When I looked at VPC Flow Logs, after repeatedly deleting all the logs and re-running my commands, I could see there were always three ENIs. I reasoned that one was for the EC2 instance and the other two were for the VPC Endpoint — one for each subnet.
Now what AWS should do is put those ENIs in the dashboard where the VPC Endpoint details exist (#awswishlist).
But you can see them by navigating to the EC2 dashboard and clicking network interfaces on the left menu.
When you look at the logs for one of the VPC Endpoints you can see the requests made to it:
What exists in CloudTrail logs?
Someone was arguing with me that they could look in CloudTrail logs to find all the actions taken in their cloud account. I was curious to see what actions exist related to a VPC endpoint.

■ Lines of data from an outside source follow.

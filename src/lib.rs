//! # lectern
//!
//! Ask natural-language questions about slide decks and PDF lecture notes
//! using multimodal LLMs.
//!
//! ## Why this crate?
//!
//! Plain text extraction loses exactly the material students ask about
//! most: formulas, diagrams, annotated figures. lectern extracts per-page
//! text, detects which pages carry mathematical notation with a layered
//! heuristic classifier, crops the formula regions and captures flagged
//! pages as images, and grounds each answer in that mixed text+raster
//! context. Answers come back as HTML with clickable slide references.
//!
//! ## Pipeline Overview
//!
//! ```text
//! document
//!  │
//!  ├─ 1. Extract   one PageRecord per page/slide (title, content, notes)
//!  ├─ 2. Flag      math detection: 3-signal OR, then heading demotion
//!  ├─ 3. Harvest   formula crops + embedded images (per-asset isolation)
//!  ├─ 4. Capture   full-page PNGs for the flagged set only
//!  ├─ 5. Persist   one JSON record, rasters inline as data URIs
//!  │
//!  └─ per question:
//!     Assemble ──▶ LLM ──▶ Postprocess
//!     (bounded ctx) (vision) (HTML + slide anchors)
//! ```
//!
//! ## Quick Start
//!
//! ```rust,no_run
//! use lectern::{build_enhanced, ask, LecternConfig};
//!
//! #[tokio::main]
//! async fn main() -> Result<(), Box<dyn std::error::Error>> {
//!     // Provider auto-detected from OPENAI_API_KEY / ANTHROPIC_API_KEY / …
//!     let config = LecternConfig::default();
//!     let record = build_enhanced("lecture03.pdf", &config)?;
//!     let answer = ask(&record, "What does Bragg's law state?", None, true, &config).await;
//!     println!("{answer}");
//!     Ok(())
//! }
//! ```
//!
//! ## Feature Flags
//!
//! | Feature | Default | Description |
//! |---------|---------|-------------|
//! | `cli`   | on      | Enables the `lectern` binary (clap + anyhow + tracing-subscriber) |
//!
//! Disable `cli` when using only the library:
//! ```toml
//! lectern = { version = "0.3", default-features = false }
//! ```

// ── Modules ──────────────────────────────────────────────────────────────

pub mod classifier;
pub mod config;
pub mod context;
pub mod document;
pub mod error;
pub mod input;
pub mod pipeline;
pub mod postprocess;
pub mod process;
pub mod prompts;
pub mod qa;
pub mod source;
pub mod storage;

// ── Re-exports ───────────────────────────────────────────────────────────

pub use classifier::MathClassifier;
pub use config::{LecternConfig, LecternConfigBuilder, DEFAULT_DOMAIN_TERMS};
pub use context::{assemble_context, AttachmentKind, PromptContext, VisualAttachment};
pub use document::{
    DocumentMetadata, DocumentRecord, FormulaRegion, ImageAsset, PageDimensions, PageRecord, Rect,
};
pub use error::{AssetError, LecternError};
pub use postprocess::postprocess_answer;
pub use process::{
    analyze, build_enhanced, build_enhanced_from_source, extract, extract_from_source, ingest,
    PageMathAnalysis,
};
pub use qa::{ask, ask_sync};
pub use source::{
    memory::MemorySource, pdf::PdfSource, NoopRecognizer, PageSource, Rasterizer, TextRecognizer,
};
pub use storage::{document_path, load_document, load_document_from, save_document};
//! Persistence: one JSON file per document.
//!
//! The record serializes to `<storage_dir>/<basename>_slides.json`, with
//! every raster embedded inline as a base64 data URI. Writes go through a
//! temp file plus rename so a crash mid-write never leaves a truncated
//! record behind — reprocessing replaces the file wholesale.

use crate::document::DocumentRecord;
use crate::error::LecternError;
use std::path::{Path, PathBuf};
use tracing::{debug, info};

/// The on-disk path for a document's record.
pub fn document_path(dir: impl AsRef<Path>, basename: &str) -> PathBuf {
    dir.as_ref().join(format!("{basename}_slides.json"))
}

/// Serialize and persist a record atomically. Returns the final path.
pub fn save_document(
    record: &DocumentRecord,
    dir: impl AsRef<Path>,
) -> Result<PathBuf, LecternError> {
    let dir = dir.as_ref();
    let path = document_path(dir, &record.basename);

    std::fs::create_dir_all(dir).map_err(|e| LecternError::StorageWrite {
        path: path.clone(),
        source: e,
    })?;

    let json = serde_json::to_vec_pretty(record)
        .map_err(|e| LecternError::Internal(format!("record serialization failed: {e}")))?;

    let tmp_path = path.with_extension("json.tmp");
    std::fs::write(&tmp_path, &json).map_err(|e| LecternError::StorageWrite {
        path: path.clone(),
        source: e,
    })?;
    std::fs::rename(&tmp_path, &path).map_err(|e| LecternError::StorageWrite {
        path: path.clone(),
        source: e,
    })?;

    info!(path = %path.display(), bytes = json.len(), "saved document record");
    Ok(path)
}

/// Load a record from an explicit file path.
pub fn load_document(path: impl AsRef<Path>) -> Result<DocumentRecord, LecternError> {
    let path = path.as_ref();
    let bytes = std::fs::read(path).map_err(|e| LecternError::StorageRead {
        path: path.to_path_buf(),
        source: e,
    })?;
    let record: DocumentRecord =
        serde_json::from_slice(&bytes).map_err(|e| LecternError::InvalidDocument {
            path: path.to_path_buf(),
            detail: e.to_string(),
        })?;
    debug!(
        path = %path.display(),
        pages = record.pages.len(),
        "loaded document record"
    );
    Ok(record)
}

/// Load a record by basename from a storage directory.
pub fn load_document_from(
    dir: impl AsRef<Path>,
    basename: &str,
) -> Result<DocumentRecord, LecternError> {
    load_document(document_path(dir, basename))
}

#[cfg(test)]
mod tests {
    use super::*;
    use crate::document::{DocumentMetadata, PageRecord};

    fn sample_record() -> DocumentRecord {
        DocumentRecord {
            filename: "optics.pdf".into(),
            basename: "optics".into(),
            total_pages: 1,
            extraction_time: "2025-06-01 10:00:00".into(),
            metadata: DocumentMetadata::default(),
            pages: vec![PageRecord {
                page_number: 1,
                title: "Snell's law".into(),
                content_lines: vec!["n1 sinθ1 = n2 sinθ2".into()],
                notes: String::new(),
                full_text: "Snell's law\nn1 sinθ1 = n2 sinθ2".into(),
                has_math_content: true,
                page_image: None,
            }],
            formulas: vec![],
            images: vec![],
            math_content_pages: vec![1],
        }
    }

    #[test]
    fn save_then_load_round_trips() {
        let dir = tempfile::tempdir().unwrap();
        let record = sample_record();
        let path = save_document(&record, dir.path()).unwrap();
        assert_eq!(path, dir.path().join("optics_slides.json"));

        let loaded = load_document_from(dir.path(), "optics").unwrap();
        assert_eq!(loaded.filename, record.filename);
        assert_eq!(loaded.pages[0].full_text, record.pages[0].full_text);
        assert_eq!(loaded.math_content_pages, vec![1]);
    }

    #[test]
    fn no_temp_file_left_behind() {
        let dir = tempfile::tempdir().unwrap();
        save_document(&sample_record(), dir.path()).unwrap();
        let leftovers: Vec<_> = std::fs::read_dir(dir.path())
            .unwrap()
            .filter_map(|e| e.ok())
            .filter(|e| e.path().extension().map(|x| x == "tmp").unwrap_or(false))
            .collect();
        assert!(leftovers.is_empty());
    }

    #[test]
    fn loading_missing_record_fails_typed() {
        let dir = tempfile::tempdir().unwrap();
        let err = load_document_from(dir.path(), "ghost").unwrap_err();
        assert!(matches!(err, LecternError::StorageRead { .. }));
    }

    #[test]
    fn loading_garbage_fails_typed() {
        let dir = tempfile::tempdir().unwrap();
        let path = dir.path().join("bad_slides.json");
        std::fs::write(&path, b"{ not json").unwrap();
        let err = load_document(&path).unwrap_err();
        assert!(matches!(err, LecternError::InvalidDocument { .. }));
    }
}
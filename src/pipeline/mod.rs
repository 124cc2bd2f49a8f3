//! Pipeline stages for document processing.
//!
//! Each submodule implements exactly one transformation step. Keeping
//! stages separate makes each independently testable and lets us swap
//! implementations (e.g. a different container backend) without touching
//! other stages.
//!
//! ## Data Flow
//!
//! ```text
//! extract ──▶ flag ──▶ harvest ──▶ capture
//! (pages)    (math?)   (crops)    (page PNGs)
//! ```
//!
//! 1. [`extract`] — turn source pages into ordered [`crate::document::PageRecord`]s
//! 2. [`flag`]    — pure multi-pass math flagging (3-signal OR, then the
//!    heading demotion pass); each pass returns a new flag vector over an
//!    immutable snapshot
//! 3. [`harvest`] — formula crops and embedded-image assets, per-asset
//!    failure isolation
//! 4. [`capture`] — full-page renders for the final positive set only
//! 5. [`encode`]  — raster → base64 data URI plumbing shared by 3 and 4

pub mod capture;
pub mod encode;
pub mod extract;
pub mod flag;
pub mod harvest;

We can see the deployment and modification of the VPC endpoint:
We can see the DescribeStacks action:
But what about the DNS requests and dig commands? Those are not going to show up in your CloudTrail logs.
What if I ran a curl command to download some rogue software from a known bad IP address? In our case, the IP rules would block a lot of the Internet but we currently have all of GitHub open.
What if the attacker runs the clone command to download something malicious instead of the repo I’m writing for this post. I find a lot of penetration testing tools and ideas on GitHub (and do NOT download them unless you really know what they are doing — some of them are meant to infect the host to which they are downloaded, or send vulnerabilities the find to someone other than you!)
What’s to stop an attacker that gets onto the host via a software vulnerability from downloading code from GitHub?
Nothing at this point.
Would you see that in your CloudTrail logs? No.
Would you see that in your host logs? Only if the attacker already on the host has not disabled or altered those logs.
Would you see that in your network logs? Yes.
As you can see, security requires layers of protection and generally, only encryption or only IAM or only networking is not enough. The different controls work together to protect your assets and you need to architect them carefully.
What have we learned via this test?
We can glean a lot of information from this blog post. To summarize:
- Don’t assume your traffic is traversing private networks and IP addresses when you configure your network. Test it.
- Test your network logs to make sure you can see the traffic you need to see.
- Traffic to VPC services *should* stay on the AWS backbone when connecting to a public IP address. But we can’t really prove it based on the logs accessible to us. It will traverse an Internet Gateway so if you are trying to avoid adding one of those use a VPC Endpoint.
- VPC Endpoints require extra configuration to get the traffic to flow on a private network otherwise it will take the public route, if it exists. You need to enable DNS settings on your VPC and the endpoint itself.
- Deploy security groups to the VPC endpoint and the EC2 instance that needs to reach it. I explained how to deploy those security groups correctly with security group IDs, not CIDRs or IP addresses, in the last post.
- When you manually create Security Group rules, you have to understand that they may not be deleted via CloudFormation. Avoid manual changes and use CloudFormation drift detection to identify when someone has done that.
- You can’t see AWS DNS requests in VPC Flow Logs. You can see them with a host-based traffic sniffer or by using your own DNS servers (which is complicated — anything we’ve done in this blog series x 100). You can use AWS GuardDuty to detect threats you cannot capture yourself.
- We can see the network interfaces associated with VPC Endpoints in the EC2 dashboard. We can use those ENIs to view traffic to and from the VPC Endpoints in VPC Flow Logs.
- CloudTrail and host-based logs are not enough to detect all activity on your compute resources if your system becomes infected with malware or infiltrated by an attacker.